Task objective: Write out the stretch of lines below that begins at the line with "return Err(SessionError::NotStarted);" and ends at the line with "pub fn set_with_ttl(&mut", including both, exactly as given and nothing more.

Stored items:
-.-.-
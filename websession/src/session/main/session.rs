use chrono::Utc;
use serde::de::DeserializeOwned;
use serde_json::Value;
use std::collections::BTreeMap;
use subtle::ConstantTimeEq;

use crate::session::errors::SessionError;
use crate::session::types::{CookieCommand, SessionData, SessionKey, StoredToken};
use crate::utils::{gen_random_string, redact, time_after};

/// Number of CSRF tokens a session retains; issuing one more evicts the oldest.
pub(crate) const MAX_TOKENS: usize = 5;

/// Bytes of entropy behind a session identifier or a CSRF token.
pub(crate) const RANDOM_BYTES: usize = 32;

/// Per-request handle on one client's session.
///
/// Obtained from [`SessionManager::start`](super::SessionManager::start) and
/// handed back to [`SessionManager::save`](super::SessionManager::save) once the
/// response is ready. Every accessor restarts a destroyed handle first, so a
/// read after [`Session::destroy`] sees an empty session under a new identifier.
#[derive(Debug)]
pub struct Session {
    pub(super) id: String,
    pub(super) incoming_id: Option<String>,
    pub(super) data: SessionData,
    pub(super) started: bool,
    pub(super) regenerated: bool,
    pub(super) destroyed: bool,
    pub(super) dirty: bool,
    pub(super) persisted: bool,
    pub(super) discard_ids: Vec<String>,
    token_lifetime: u64,
}

impl Session {
    pub(super) fn new(
        id: String,
        incoming_id: Option<String>,
        data: SessionData,
        persisted: bool,
        token_lifetime: u64,
    ) -> Self {
        Self {
            id,
            incoming_id,
            data,
            started: true,
            regenerated: false,
            destroyed: false,
            dirty: false,
            persisted,
            discard_ids: Vec::new(),
            token_lifetime,
        }
    }

    fn ensure_started(&mut self) {
        if !self.started {
            tracing::debug!("Restarting session as {}", redact(&self.id));
            self.started = true;
        }
    }

    /// Restarts the handle if it was destroyed. No-op otherwise.
    pub fn start(&mut self) {
        self.ensure_started();
    }

    pub fn is_session(&self) -> bool {
        self.started
    }

    pub fn id(&self) -> Result<&str, SessionError> {
        if !self.started {
            return Err(SessionError::NotStarted);
        }
        Ok(&self.id)
    }

    pub fn set(&mut self, key: impl Into<SessionKey>, value: impl Into<Value>) {
        self.ensure_started();
        let key = key.into();
        if let SessionKey::Plain(name) = &key {
            self.data.expirations.remove(name);
        }
        self.data
            .scope_mut(&key)
            .insert(key.name().to_string(), value.into());
        self.dirty = true;
    }

    /// Stores `value` and, for plain keys, schedules its removal `ttl` seconds from now.
    /// Lifetimes beyond about a thousand years are capped.
    pub fn set_with_ttl(&mut self, key: impl Into<SessionKey>, value: impl Into<Value>, ttl: u64) {
        let key = key.into();
        self.set(key.clone(), value);
        if let SessionKey::Plain(name) = key {
            let deadline = time_after(Utc::now(), ttl);
            self.data.expirations.insert(name, deadline);
        }
    }

    pub fn set_multiple<I, K, V>(&mut self, values: I, ttl: Option<u64>)
    where
        I: IntoIterator<Item = (K, V)>,
        K: Into<SessionKey>,
        V: Into<Value>,
    {
        for (key, value) in values {
            match ttl {
                Some(ttl) => self.set_with_ttl(key, value, ttl),
                None => self.set(key, value),
            }
        }
    }

    pub fn get(&mut self, key: impl Into<SessionKey>) -> Option<&Value> {
        self.ensure_started();
        let key = key.into();
        self.data.scope(&key).get(key.name())
    }

    pub fn get_or(&mut self, key: impl Into<SessionKey>, default: impl Into<Value>) -> Value {
        self.get(key).cloned().unwrap_or_else(|| default.into())
    }

    /// Deserializes the stored value into `T`.
    pub fn get_as<T: DeserializeOwned>(
        &mut self,
        key: impl Into<SessionKey>,
    ) -> Result<Option<T>, SessionError> {
        self.get(key)
            .map(|value| serde_json::from_value(value.clone()))
            .transpose()
            .map_err(SessionError::from)
    }

    /// Values for every key; missing keys map to `default`. Keys of different
    /// scopes sharing a name stay separate entries.
    pub fn get_multiple<I, K>(&mut self, keys: I, default: Value) -> BTreeMap<SessionKey, Value>
    where
        I: IntoIterator<Item = K>,
        K: Into<SessionKey>,
    {
        keys.into_iter()
            .map(|key| {
                let key = key.into();
                let value = self.get_or(key.clone(), default.clone());
                (key, value)
            })
            .collect()
    }

    pub fn has(&mut self, key: impl Into<SessionKey>) -> bool {
        self.get(key).is_some()
    }

    /// True when every key is present.
    pub fn has_multiple<I, K>(&mut self, keys: I) -> bool
    where
        I: IntoIterator<Item = K>,
        K: Into<SessionKey>,
    {
        keys.into_iter().all(|key| self.has(key))
    }

    pub fn delete(&mut self, key: impl Into<SessionKey>) -> Option<Value> {
        self.ensure_started();
        let key = key.into();
        if let SessionKey::Plain(name) = &key {
            self.data.expirations.remove(name);
        }
        let removed = self.data.scope_mut(&key).remove(key.name());
        if removed.is_some() {
            self.dirty = true;
        }
        removed
    }

    pub fn delete_multiple<I, K>(&mut self, keys: I)
    where
        I: IntoIterator<Item = K>,
        K: Into<SessionKey>,
    {
        for key in keys {
            self.delete(key);
        }
    }

    /// Empties every scope, tokens included. The identifier is kept.
    pub fn clear(&mut self) {
        self.ensure_started();
        if !self.data.is_empty() {
            self.data = SessionData::default();
            self.dirty = true;
        }
    }

    /// The generic scope. Flash, input, meta and token data are not included.
    pub fn all(&mut self) -> &BTreeMap<String, Value> {
        self.ensure_started();
        &self.data.values
    }

    pub fn pull(&mut self, key: impl Into<SessionKey>) -> Option<Value> {
        self.delete(key)
    }

    /// Stores `value` only when the key is absent. Returns whether it was stored.
    pub fn set_if_not_exists(&mut self, key: impl Into<SessionKey>, value: impl Into<Value>) -> bool {
        let key = key.into();
        if self.has(key.clone()) {
            return false;
        }
        self.set(key, value);
        true
    }

    /// Adds `amount` to an integer value, treating a missing key as 0.
    /// An existing expiration is left in place.
    pub fn increment(&mut self, key: impl Into<SessionKey>, amount: i64) -> Result<i64, SessionError> {
        self.ensure_started();
        let key = key.into();
        let current = match self.data.scope(&key).get(key.name()) {
            None => 0,
            Some(value) => value.as_i64().ok_or_else(|| {
                SessionError::Serde(format!("Value for '{}' is not an integer", key.name()))
            })?,
        };
        let next = current.saturating_add(amount);
        self.data
            .scope_mut(&key)
            .insert(key.name().to_string(), Value::from(next));
        self.dirty = true;
        Ok(next)
    }

    pub fn decrement(&mut self, key: impl Into<SessionKey>, amount: i64) -> Result<i64, SessionError> {
        self.increment(key, amount.saturating_neg())
    }

    pub fn set_input(&mut self, key: impl Into<String>, value: impl Into<Value>) {
        self.set(SessionKey::Input(key.into()), value);
    }

    pub fn get_input(&mut self, key: impl Into<String>, default: impl Into<Value>) -> Value {
        self.get_or(SessionKey::Input(key.into()), default)
    }

    pub fn clear_input(&mut self) {
        self.ensure_started();
        if !self.data.input.is_empty() {
            self.data.input.clear();
            self.dirty = true;
        }
    }

    pub fn set_flash(&mut self, key: impl Into<String>, value: impl Into<Value>) {
        self.set(SessionKey::Flash(key.into()), value);
    }

    pub fn flash(&mut self, key: impl Into<String>, value: impl Into<Value>) {
        self.set_flash(key, value);
    }

    /// Returns the flash message and removes it.
    pub fn get_flash(&mut self, key: impl Into<String>) -> Option<Value> {
        self.delete(SessionKey::Flash(key.into()))
    }

    pub fn is_flash(&mut self, key: impl Into<String>) -> bool {
        self.has(SessionKey::Flash(key.into()))
    }

    pub fn clear_flash(&mut self) {
        self.ensure_started();
        if !self.data.flash.is_empty() {
            self.data.flash.clear();
            self.dirty = true;
        }
    }

    pub fn set_meta(&mut self, key: impl Into<String>, value: impl Into<Value>) {
        self.ensure_started();
        self.data.meta.insert(key.into(), value.into());
        self.dirty = true;
    }

    pub fn get_meta(&mut self, key: &str, default: impl Into<Value>) -> Value {
        self.ensure_started();
        self.data
            .meta
            .get(key)
            .cloned()
            .unwrap_or_else(|| default.into())
    }

    pub fn has_meta(&mut self, key: &str) -> bool {
        self.ensure_started();
        self.data.meta.contains_key(key)
    }

    pub fn delete_meta(&mut self, key: &str) -> Option<Value> {
        self.ensure_started();
        let removed = self.data.meta.remove(key);
        if removed.is_some() {
            self.dirty = true;
        }
        removed
    }

    /// Issues a new CSRF token and returns its raw value.
    pub fn token(&mut self) -> Result<String, SessionError> {
        self.ensure_started();
        let value = gen_random_string(RANDOM_BYTES)?;
        let expires = time_after(Utc::now(), self.token_lifetime);

        self.data.tokens.retain(|t| t.value != value);
        while self.data.tokens.len() >= MAX_TOKENS {
            self.data.tokens.pop_front();
        }
        self.data.tokens.push_back(StoredToken {
            value: value.clone(),
            expires,
        });
        self.dirty = true;

        tracing::debug!("Issued CSRF token {}", redact(&value));
        Ok(value)
    }

    /// Consumes the matching unexpired token. Every stored entry is compared in
    /// constant time regardless of where the match is.
    pub fn validate_token(&mut self, candidate: &str) -> bool {
        self.ensure_started();
        let now = Utc::now();
        let mut matched = None;
        for (index, token) in self.data.tokens.iter().enumerate() {
            let equal: bool = token.value.as_bytes().ct_eq(candidate.as_bytes()).into();
            if equal && token.expires > now && matched.is_none() {
                matched = Some(index);
            }
        }

        match matched {
            Some(index) => {
                self.data.tokens.remove(index);
                self.dirty = true;
                true
            }
            None => false,
        }
    }

    /// Drops expired tokens and returns how many were removed.
    pub fn prune_expired_tokens(&mut self) -> usize {
        self.ensure_started();
        let now = Utc::now();
        let before = self.data.tokens.len();
        self.data.tokens.retain(|t| t.expires > now);
        let removed = before - self.data.tokens.len();
        if removed > 0 {
            self.dirty = true;
        }
        removed
    }

    /// Removes every plain key whose deadline has passed.
    pub fn sweep_expired(&mut self) -> usize {
        let now = Utc::now();
        let expired: Vec<String> = self
            .data
            .expirations
            .iter()
            .filter(|(_, deadline)| **deadline <= now)
            .map(|(key, _)| key.clone())
            .collect();

        for key in &expired {
            self.data.expirations.remove(key);
            self.data.values.remove(key);
        }
        if !expired.is_empty() {
            tracing::debug!(count = expired.len(), "Swept expired session keys");
            self.dirty = true;
        }
        expired.len()
    }

    /// Moves the session to a new identifier. Only the first call in a request
    /// has an effect. With `destroy`, the blob under the old identifier is
    /// removed when the session is saved.
    pub fn regenerate(&mut self, destroy: bool) -> Result<(), SessionError> {
        self.ensure_started();
        if self.regenerated {
            return Ok(());
        }
        let next = gen_random_string(RANDOM_BYTES)?;
        let previous = std::mem::replace(&mut self.id, next);
        if destroy {
            self.discard_ids.push(previous);
        }
        self.regenerated = true;
        self.dirty = true;
        Ok(())
    }

    /// Ends the session: all scopes are emptied, the stored blob is removed at
    /// save time and the client is told to drop its cookie.
    pub fn destroy(&mut self) -> Result<(), SessionError> {
        if !self.started {
            return Ok(());
        }
        let next = gen_random_string(RANDOM_BYTES)?;
        let previous = std::mem::replace(&mut self.id, next);
        tracing::debug!("Destroying session {}", redact(&previous));

        self.discard_ids.push(previous);
        self.data = SessionData::default();
        self.started = false;
        self.regenerated = false;
        self.destroyed = true;
        self.dirty = false;
        self.persisted = false;
        Ok(())
    }

    pub(super) fn needs_write(&self) -> bool {
        self.started && (self.dirty || self.persisted)
    }

    pub fn cookie_command(&self) -> CookieCommand {
        if self.started && self.dirty && self.incoming_id.as_deref() != Some(self.id.as_str()) {
            CookieCommand::Set(self.id.clone())
        } else if self.destroyed && self.incoming_id.is_some() && !self.needs_write() {
            CookieCommand::Expire
        } else {
            CookieCommand::Keep
        }
    }
}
-.-.-
Task result:
            return Err(SessionError::NotStarted);
        }
        Ok(&self.id)
    }

    pub fn set(&mut self, key: impl Into<SessionKey>, value: impl Into<Value>) {
        self.ensure_started();
        let key = key.into();
        if let SessionKey::Plain(name) = &key {
            self.data.expirations.remove(name);
        }
        self.data
            .scope_mut(&key)
            .insert(key.name().to_string(), value.into());
        self.dirty = true;
    }

    /// Stores `value` and, for plain keys, schedules its removal `ttl` seconds from now.
    /// Lifetimes beyond about a thousand years are capped.
    pub fn set_with_ttl(&mut self, key: impl Into<SessionKey>, value: impl Into<Value>, ttl: u64) {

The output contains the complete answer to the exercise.